The checkpoint. There was also a museum along with the checkpoint, but as it was almost 3, we had to forgo the museum tour. After taking one last look at the checkpoint and the informational wall, we left Checkpoint Charlie, to the museum for our last event in Europe. The two of us returned to the Markisches Museum promptly at 3 oclock, and took a seat amongst the small crowd gathering around the room. After a little while of waiting, the same old man we had met before came into the room, and began the concert. He first began describing each of the instruments in german, so we couldnt understand it. But, after about 15 minutes of that, he began to work some of the mechanical instruments,

filling the room with sound. Each machine creates a different song, and sounds different from a regular instrument, in the sense that it is more cheery and has a different feeling to it. The piping whistles and ringing bells has a sense of joy to it, while the novelty of these instruments adds to the atmosphere of the room.

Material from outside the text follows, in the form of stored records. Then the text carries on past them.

use serde::{Deserialize, Serialize};

use super::{Annotated, Icon, Meta};

/// Represents a resource in the extension with metadata
#[derive(Debug, Serialize, Deserialize, Clone, PartialEq)]
#[serde(rename_all = "camelCase")]
#[cfg_attr(feature = "schemars", derive(schemars::JsonSchema))]
pub struct RawResource {
    /// URI representing the resource location (e.g., "file:///path/to/file" or "str:///content")
    pub uri: String,
    /// Name of the resource
    pub name: String,
    /// Human-readable title of the resource
    #[serde(skip_serializing_if = "Option::is_none")]
    pub title: Option<String>,
    /// Optional description of the resource
    #[serde(skip_serializing_if = "Option::is_none")]
    pub description: Option<String>,
    /// MIME type of the resource content ("text" or "blob")
    #[serde(skip_serializing_if = "Option::is_none")]
    pub mime_type: Option<String>,

    /// The size of the raw resource content, in bytes (i.e., before base64 encoding or any tokenization), if known.
    ///
    /// This can be used by Hosts to display file sizes and estimate context window us
    #[serde(skip_serializing_if = "Option::is_none")]
    pub size: Option<u32>,
    /// Optional list of icons for the resource
    #[serde(skip_serializing_if = "Option::is_none")]
    pub icons: Option<Vec<Icon>>,
}

pub type Resource = Annotated<RawResource>;

#[derive(Debug, Serialize, Deserialize, Clone, PartialEq)]
#[serde(rename_all = "camelCase")]
#[cfg_attr(feature = "schemars", derive(schemars::JsonSchema))]
pub struct RawResourceTemplate {
    pub uri_template: String,
    pub name: String,
    #[serde(skip_serializing_if = "Option::is_none")]
    pub title: Option<String>,
    #[serde(skip_serializing_if = "Option::is_none")]
    pub description: Option<String>,
    #[serde(skip_serializing_if = "Option::is_none")]
    pub mime_type: Option<String>,
}

pub type ResourceTemplate = Annotated<RawResourceTemplate>;

#[derive(Debug, Serialize, Deserialize, Clone, PartialEq)]
#[serde(untagged)]
#[cfg_attr(feature = "schemars", derive(schemars::JsonSchema))]
pub enum ResourceContents {
    #[serde(rename_all = "camelCase")]
    TextResourceContents {
        uri: String,
        #[serde(skip_serializing_if = "Option::is_none")]
        mime_type: Option<String>,
        text: String,
        #[serde(rename = "_meta", skip_serializing_if = "Option::is_none")]
        meta: Option<Meta>,
    },
    #[serde(rename_all = "camelCase")]
    BlobResourceContents {
        uri: String,
        #[serde(skip_serializing_if = "Option::is_none")]
        mime_type: Option<String>,
        blob: String,
        #[serde(rename = "_meta", skip_serializing_if = "Option::is_none")]
        meta: Option<Meta>,
    },
}

impl ResourceContents {
    pub fn text(text: impl Into<String>, uri: impl Into<String>) -> Self {
        Self::TextResourceContents {
            uri: uri.into(),
            mime_type: Some("text".into()),
            text: text.into(),
            meta: None,
        }
    }
}

impl RawResource {
    /// Creates a new Resource from a URI with explicit mime type
    pub fn new(uri: impl Into<String>, name: impl Into<String>) -> Self {
        Self {
            uri: uri.into(),
            name: name.into(),
            title: None,
            description: None,
            mime_type: None,
            size: None,
            icons: None,
        }
    }
}

#[cfg(test)]
mod tests {
    use serde_json;

    use super::*;

    #[test]
    fn test_resource_serialization() {
        let resource = RawResource {
            uri: "file:///test.txt".to_string(),
            title: None,
            name: "test".to_string(),
            description: Some("Test resource".to_string()),
            mime_type: Some("text/plain".to_string()),
            size: Some(100),
            icons: None,
        };

        let json = serde_json::to_string(&resource).unwrap();
        println!("Serialized JSON: {}", json);

        // Verify it contains mimeType (camelCase) not mime_type (snake_case)
        assert!(json.contains("mimeType"));
        assert!(!json.contains("mime_type"));
    }

    #[test]
    fn test_resource_contents_serialization() {
        let text_contents = ResourceContents::TextResourceContents {
            uri: "file:///test.txt".to_string(),
            mime_type: Some("text/plain".to_string()),
            text: "Hello world".to_string(),
            meta: None,
        };

        let json = serde_json::to_string(&text_contents).unwrap();
        println!("ResourceContents JSON: {}", json);

        // Verify it contains mimeType (camelCase) not mime_type (snake_case)
        assert!(json.contains("mimeType"));
        assert!(!json.contains("mime_type"));
    }

    #[test]
    fn test_raw_resource_new() {
        let resource = RawResource::new("file:///test.txt", "test");
        assert_eq!(resource.uri, "file:///test.txt");
        assert_eq!(resource.name, "test");
        assert_eq!(resource.title, None);
        assert_eq!(resource.description, None);
        assert_eq!(resource.mime_type, None);
        assert_eq!(resource.size, None);
    }

    #[test]
    fn test_resource_contents_text() {
        let contents = ResourceContents::text("Hello", "file:///test.txt");
        match contents {
            ResourceContents::TextResourceContents {
                text,
                uri,
                mime_type,
                ..
            } => {
                assert_eq!(text, "Hello");
                assert_eq!(uri, "file:///test.txt");
                assert_eq!(mime_type, Some("text".to_string()));
            }
            _ => panic!("Expected TextResourceContents"),
        }
    }

    #[test]
    fn test_resource_contents_blob() {
        let blob_contents = ResourceContents::BlobResourceContents {
            uri: "file:///binary.dat".to_string(),
            mime_type: Some("application/octet-stream".to_string()),
            blob: "base64data".to_string(),
            meta: None,
        };
        let json = serde_json::to_string(&blob_contents).unwrap();
        assert!(json.contains("blob"));
        assert!(json.contains("mimeType"));
    }

    #[test]
    fn test_resource_template() {
        let template = RawResourceTemplate {
            uri_template: "file:///{path}".to_string(),
            name: "template".to_string(),
            title: Some("Template".to_string()),
            description: Some("A template".to_string()),
            mime_type: Some("text/plain".to_string()),
        };
        let json = serde_json::to_string(&template).unwrap();
        assert!(json.contains("uriTemplate"));
    }

    #[test]
    fn test_resource_with_size() {
        let resource = RawResource {
            uri: "file:///large.txt".to_string(),
            name: "large".to_string(),
            title: None,
            description: None,
            mime_type: None,
            size: Some(1024),
            icons: None,
        };
        assert_eq!(resource.size, Some(1024));
    }

    #[test]
    fn test_resource_clone() {
        let resource1 = RawResource::new("file:///test.txt", "test");
        let resource2 = resource1.clone();
        assert_eq!(resource1, resource2);
    }

    #[test]
    fn test_resource_contents_with_meta() {
        let mut meta = Meta::new();
        meta.insert("key".to_string(), serde_json::json!("value"));

        let contents = ResourceContents::TextResourceContents {
            uri: "file:///test.txt".to_string(),
            mime_type: Some("text/plain".to_string()),
            text: "content".to_string(),
            meta: Some(meta),
        };

        let json = serde_json::to_value(&contents).unwrap();
        assert_eq!(json["_meta"]["key"], "value");
    }

    #[test]
    fn test_raw_resource_with_all_fields() {
        let icon = Icon {
            src: "icon.png".to_string(),
            mime_type: Some("image/png".to_string()),
            sizes: None,
        };
        let resource = RawResource {
            uri: "file:///test.txt".to_string(),
            name: "test".to_string(),
            title: Some("Test Resource".to_string()),
            description: Some("A test resource".to_string()),
            mime_type: Some("text/plain".to_string()),
            size: Some(100),
            icons: Some(vec![icon]),
        };
        assert_eq!(resource.uri, "file:///test.txt");
        assert_eq!(resource.title, Some("Test Resource".to_string()));
        assert_eq!(resource.size, Some(100));
        assert_eq!(resource.icons.as_ref().unwrap().len(), 1);
    }

    #[test]
    fn test_raw_resource_template_serialization() {
        let template = RawResourceTemplate {
            uri_template: "file:///{path}".to_string(),
            name: "template".to_string(),
            title: None,
            description: None,
            mime_type: None,
        };
        let json = serde_json::to_string(&template).unwrap();
        assert!(json.contains("uriTemplate"));
        assert!(json.contains("template"));
    }

    #[test]
    fn test_raw_resource_template_with_all_fields() {
        let template = RawResourceTemplate {
            uri_template: "file:///{path}".to_string(),
            name: "template".to_string(),
            title: Some("Template".to_string()),
            description: Some("A template".to_string()),
            mime_type: Some("text/plain".to_string()),
        };
        assert_eq!(template.title, Some("Template".to_string()));
        assert_eq!(template.description, Some("A template".to_string()));
    }

    #[test]
    fn test_resource_contents_text_with_none_mime() {
        let contents = ResourceContents::TextResourceContents {
            uri: "file:///test.txt".to_string(),
            mime_type: None,
            text: "content".to_string(),
            meta: None,
        };
        match contents {
            ResourceContents::TextResourceContents { mime_type, .. } => {
                assert_eq!(mime_type, None);
            }
            _ => panic!("Expected TextResourceContents"),
        }
    }

    #[test]
    fn test_resource_contents_blob_with_meta() {
        let mut meta = Meta::new();
        meta.insert("key".to_string(), serde_json::json!("value"));

        let contents = ResourceContents::BlobResourceContents {
            uri: "file:///binary.dat".to_string(),
            mime_type: Some("application/octet-stream".to_string()),
            blob: "blobdata".to_string(),
            meta: Some(meta),
        };

        let json = serde_json::to_value(&contents).unwrap();
        assert_eq!(json["_meta"]["key"], "value");
    }

    #[test]
    fn test_resource_with_different_uris() {
        let file_resource = RawResource::new("file:///path/to/file.txt", "file");
        let http_resource = RawResource::new("http://example.com/resource", "http");
        let custom_resource = RawResource::new("custom://resource/id", "custom");

        assert_eq!(file_resource.uri, "file:///path/to/file.txt");
        assert_eq!(http_resource.uri, "http://example.com/resource");
        assert_eq!(custom_resource.uri, "custom://resource/id");
    }

    #[test]
    fn test_resource_size_affects_equality() {
        let resource1 = RawResource {
            uri: "file:///test.txt".to_string(),
            name: "test".to_string(),
            title: None,
            description: None,
            mime_type: None,
            size: Some(100),
            icons: None,
        };

        let resource2 = RawResource {
            uri: "file:///test.txt".to_string(),
            name: "test".to_string(),
            title: None,
            description: None,
            mime_type: None,
            size: Some(200),
            icons: None,
        };

        assert_ne!(resource1, resource2);
    }

    #[test]
    fn test_resource_contents_text_sets_mime_type() {
        let contents = ResourceContents::text("content", "file:///test.txt");
        match contents {
            ResourceContents::TextResourceContents { mime_type, .. } => {
                assert_eq!(mime_type, Some("text".to_string()));
            }
            _ => panic!("Expected TextResourceContents"),
        }
    }

    #[test]
    fn test_resource_template_with_variable_substitution_pattern() {
        let template = RawResourceTemplate {
            uri_template: "file:///{user}/documents/{filename}".to_string(),
            name: "user_document".to_string(),
            title: Some("User Document".to_string()),
            description: Some("Access user documents by name".to_string()),
            mime_type: None,
        };

        assert!(template.uri_template.contains("{user}"));
        assert!(template.uri_template.contains("{filename}"));
    }

    #[test]
    fn test_resource_deserialization() {
        let json = r#"{
            "uri": "file:///test.txt",
            "name": "test",
            "mimeType": "text/plain"
        }"#;
        let resource: RawResource = serde_json::from_str(json).unwrap();
        assert_eq!(resource.uri, "file:///test.txt");
        assert_eq!(resource.name, "test");
        assert_eq!(resource.mime_type, Some("text/plain".to_string()));
    }

    #[test]
    fn test_resource_contents_deserialization_text() {
        let json = r#"{
            "uri": "file:///test.txt",
            "text": "content",
            "mimeType": "text/plain"
        }"#;
        let contents: ResourceContents = serde_json::from_str(json).unwrap();
        match contents {
            ResourceContents::TextResourceContents { text, .. } => {
                assert_eq!(text, "content");
            }
            _ => panic!("Expected TextResourceContents"),
        }
    }

    #[test]
    fn test_resource_contents_deserialization_blob() {
        let json = r#"{
            "uri": "file:///binary.dat",
            "blob": "blobdata",
            "mimeType": "application/octet-stream"
        }"#;
        let contents: ResourceContents = serde_json::from_str(json).unwrap();
        match contents {
            ResourceContents::BlobResourceContents { blob, .. } => {
                assert_eq!(blob, "blobdata");
            }
            _ => panic!("Expected BlobResourceContents"),
        }
    }
}
#[cfg(feature = "transport-sse-server")]
pub mod common;

// When only axum is enabled
#[cfg(all(feature = "transport-sse-server", feature = "axum", not(feature = "actix-web")))]
mod axum_impl;

#[cfg(all(feature = "transport-sse-server", feature = "axum", not(feature = "actix-web")))]
pub use axum_impl::*;

// When actix-web is enabled (with or without axum)
#[cfg(all(feature = "transport-sse-server", feature = "actix-web"))]
mod actix_impl;

#[cfg(all(feature = "transport-sse-server", feature = "actix-web"))]
pub use actix_impl::*;

// When both are enabled, also provide axum implementation under different name
#[cfg(all(feature = "transport-sse-server", feature = "axum", feature = "actix-web"))]
pub mod axum_impl;

#[cfg(all(feature = "transport-sse-server", feature = "axum", feature = "actix-web"))]
pub use axum_impl::SseServer as AxumSseServer;

// Re-export common types when transport-sse-server is enabled
#[cfg(feature = "transport-sse-server")]
pub use common::{SseServerConfig, SessionId, session_id, DEFAULT_AUTO_PING_INTERVAL};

Several of the instruments. There are multiple ways to start the instruments. You have to crank, wind up, or spin a lever of crank. For the phonograph and the older carnation of it, they are automatic, and are simply recordings. For others, the sound is produced in the room, by a small band playing a preset tune. There was even a massive organ, who blasted the room with loud but boisterous music. Sadly, we were not able to finish the concert, as our flight to China beckoned. Reluctantly, we returned to the hotel to pick up our bags, and then stepped outside in the pouring rain. Originally, we planned to travel by bus to the airport, but after seeing the downpour, my dad changed it to a taxi. At the airport, both of us settled down, checked in, and ate some dinner. I mentally went through the cities, and their high points. Paris, with the beautiful Eiffel tower, Notre Dame, Sacre Coeur, Arc de Triomphe, and Chauteu de Versailles. Mardrid, with the imperial palace, and the absolutely amazing buffet. Barcelona; the Sagrada Familia and the Picasso Museum. Rome, the Coliseum, Roman Forums, the spaghetti, and the numerous museum. Florence, with its amazing Villa, and the statue of David. Venice, with its charming and quiet back alleys and canals. Vienna, the Opera, and Mozarts residence. Budapest; the different style of architecture, and the steamy, relaxing baths. Pragues castle church and the Old Town Square were undeniably beautiful. Finally, Berlin, with the Markiches Museum, chocolate shop, and the German Museum. We did travel to a lot of places, didnt we? At first, I felt saddened that our trip was over, but I then reflected on all that we had seen, and decided that it was useless to cling to the past; only prepare for the future.